Hybrid sample size calculations for cluster randomised trials using assurance

TL;DR

This paper introduces a hybrid Bayesian assurance method for calculating sample sizes in cluster randomised trials, addressing the challenge of uncertain intra-cluster correlation coefficients (ICC) and improving robustness over traditional power-based methods.

Contribution

It proposes a novel hybrid approach combining Bayesian assurance with frequentist analysis to better account for parameter uncertainty in CRT sample size calculations.

Findings

Assurance method reduces risk of over- or under-powered trials.

Incorporating prior distributions improves sample size robustness.

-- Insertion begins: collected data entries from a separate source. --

//! Text G-code rendering of a sliced model.
//!
//! The writer is stateful: axis words are only emitted when they change,
//! feed rates are tracked separately for travels and extrusions, and a
//! retraction stays "open" until the next extrusion restores the E
//! position. The output is a complete file or nothing.

use std::fmt::Write as _;
use std::path::Path;

use log::info;

use crate::config::SliceSettings;
use crate::errors::SlicerError;
use crate::float_types::{
    EXTRUSION_CALIBRATION, FILAMENT_WIDTH, NOZZLE_WIDTH, Real, SCALE,
};
use crate::slicer::layer::{LayerSegment, SegmentKind, SlicedModel, ToolSegment};

/// Filament length consumed by a move of `distance` fixed-point units: the
/// deposited volume relative to filament cross-section, through the
/// calibration divisor.
fn extrusion_distance(distance: i64, settings: &SliceSettings) -> Real {
    if settings.layer_height == 0.0 {
        return 0.0;
    }
    let volume = (distance as Real / SCALE) * settings.layer_height / NOZZLE_WIDTH;
    let filament_to_tip = FILAMENT_WIDTH / NOZZLE_WIDTH;
    volume / filament_to_tip / EXTRUSION_CALIBRATION
}

fn kind_label(kind: SegmentKind) -> &'static str {
    match kind {
        SegmentKind::Outline => "Outline",
        SegmentKind::Infill => "Infill",
        SegmentKind::Top => "Top",
        SegmentKind::Bottom => "Bottom",
        SegmentKind::Support => "Support",
        SegmentKind::Skirt => "Skirt",
        SegmentKind::Raft => "Raft",
    }
}

struct GCodeWriter<'a> {
    out: String,
    settings: &'a SliceSettings,
    current_e: Real,
    prev_x: Real,
    prev_y: Real,
    prev_z: Real,
    prev_travel_feed: u32,
    prev_extrude_feed: u32,
    retracted: bool,
}

impl<'a> GCodeWriter<'a> {
    fn new(settings: &'a SliceSettings) -> Self {
        Self {
            out: String::new(),
            settings,
            current_e: 0.0,
            prev_x: 0.0,
            prev_y: 0.0,
            prev_z: 0.0,
            prev_travel_feed: 0,
            prev_extrude_feed: 0,
            retracted: false,
        }
    }

    fn line(&mut self, s: &str) {
        self.out.push_str(s);
        self.out.push('\n');
    }

    fn preamble(&mut self, layer_count: usize) {
        let _ = writeln!(self.out, ";Layer count: {layer_count}");
        self.line("G21");
        self.line("G90");
        self.line("G28 X0 Y0 Z0");
        if let Some(temp) = self.settings.print_temperature {
            let _ = writeln!(self.out, "M109 T0 S{temp}");
        }
        self.line("G92 E0");
        self.line("G1 F600");
    }

    fn postamble(&mut self) {
        self.line("M104 S0");
        self.line("G91");
        self.line("G1 E-5 F4800");
        self.line("G1 Z+0.5 X-15 Y-15 F4800");
        self.line("G28 X0 Y0");
    }

    /// Append the X/Y/Z words that differ from the previous position.
    fn changed_axes(&mut self, x: Real, y: Real, z: Real) {
        if x != self.prev_x {
            self.prev_x = x;
            let _ = write!(self.out, " X{x:.3}");
        }
        if y != self.prev_y {
            self.prev_y = y;
            let _ = write!(self.out, " Y{y:.3}");
        }
        if z != self.prev_z {
            self.prev_z = z;
            let _ = write!(self.out, " Z{z:.3}");
        }
    }

    fn tool_segment(&mut self, segment: &ToolSegment, speed: u32) {
        match segment {
            ToolSegment::Retract { distance } => {
                let e = self.current_e - (*distance as Real / SCALE);
                let _ = write!(self.out, "G1 E{e:.3}");
                if self.settings.retraction_speed != self.prev_extrude_feed {
                    self.prev_extrude_feed = self.settings.retraction_speed;
                    let _ = write!(self.out, " F{}", self.prev_extrude_feed);
                }
                self.out.push('\n');
                self.retracted = true;
            },
            ToolSegment::Travel { from, to, speed } => {
                if from == to {
                    return;
                }
                self.out.push_str("G0");
                self.changed_axes(
                    to.x as Real / SCALE,
                    to.y as Real / SCALE,
                    to.z as Real / SCALE,
                );
                if *speed != self.prev_travel_feed {
                    self.prev_travel_feed = *speed;
                    let _ = write!(self.out, " F{speed}");
                }
                self.out.push('\n');
            },
            ToolSegment::Extrude { from, to, .. } => {
                if from == to {
                    return;
                }

                // Restore the filament position before extruding again.
                if self.retracted {
                    let _ = writeln!(self.out, "G1 E{:.3}", self.current_e);
                    self.retracted = false;
                }

                self.out.push_str("G1");
                self.changed_axes(
                    to.x as Real / SCALE,
                    to.y as Real / SCALE,
                    to.z as Real / SCALE,
                );

                self.current_e += extrusion_distance(segment.move_distance(), self.settings);
                let _ = write!(self.out, " E{:.3}", self.current_e);

                if speed != self.prev_extrude_feed {
                    self.prev_extrude_feed = speed;
                    let _ = write!(self.out, " F{speed}");
                }
                self.out.push('\n');
            },
        }
    }

    fn layer_segment(&mut self, segment: &LayerSegment) {
        let _ = writeln!(self.out, ";Segment: {}", kind_label(segment.kind));
        for tool in &segment.tool_segments {
            let speed = match tool {
                ToolSegment::Extrude { speed, .. } => *speed,
                _ => segment.speed,
            };
            self.tool_segment(tool, speed);
        }
    }
}

/// Render the full G-code document for a sliced model.
pub fn render_gcode(model: &SlicedModel, settings: &SliceSettings) -> String {
    let mut w = GCodeWriter::new(settings);
    w.preamble(model.layer_count());

    for (i, layer) in model.layers.iter().enumerate() {
        let _ = writeln!(w.out, ";Layer: {i}");

        for tool in &layer.initial_moves {
            w.tool_segment(tool, layer.layer_speed);
        }

        if let Some(skirt) = &layer.skirt {
            w.layer_segment(skirt);
        }

        for isle in &layer.islands {
            w.line(";Island");
            for segment in &isle.segments {
                w.layer_segment(segment);
            }
        }
    }

    w.postamble();
    w.out
}

/// Render and write to disk. A failed write removes the partial file so
/// the job leaves either a complete document or nothing.
pub fn write_gcode_file<P: AsRef<Path>>(
    model: &SlicedModel,
    settings: &SliceSettings,
    path: P,
) -> Result<(), SlicerError> {
    let path = path.as_ref();
    let document = render_gcode(model, settings);

    if let Err(e) = std::fs::write(path, document) {
        let _ = std::fs::remove_file(path);
        return Err(e.into());
    }

    info!("wrote {}", path.display());
    Ok(())
}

Application to post-stroke incontinence trial demonstrates practical utility.

Abstract

Sample size determination for cluster randomised trials (CRTs) is challenging as it requires robust estimation of the intra-cluster correlation coefficient (ICC). Typically, the sample size is chosen to provide a certain level of power to reject the null hypothesis in a hypothesis test. This relies on the minimal clinically important difference (MCID) and estimates for the standard deviation, ICC and possibly the coefficient of variation of the cluster size. Varying these parameters can have a strong effect on the sample size. In particular, it is sensitive to small differences in the ICC. A relevant ICC estimate is often not available, or the available estimate is imprecise. If the ICC used is far from the unknown true value, this can lead to trials which are substantially over- or under-powered. We propose a hybrid approach using Bayesian assurance to find the sample size for a CRT with a frequentist analysis. Assurance is an alternative to power which incorporates uncertainty on parameters through a prior distribution. We suggest specifying prior distributions for the standard deviation, ICC and coefficient of variation of the cluster size, while still utilising the MCID. We illustrate the approach through the design of a CRT in post-stroke incontinence. We show assurance can be used to find a sample size based on an elicited prior distribution for the ICC, when a power calculation discards all information in the prior except a single point estimate. Results show that this approach can avoid misspecifying sample sizes when prior medians for the ICC are very similar but prior distributions exhibit quite different behaviour. Assurance provides an understanding of the probability of success of a trial given an MCID and can be used to produce sample sizes which are robust to parameter uncertainty. This is especially useful when there is difficulty obtaining reliable parameter estimates.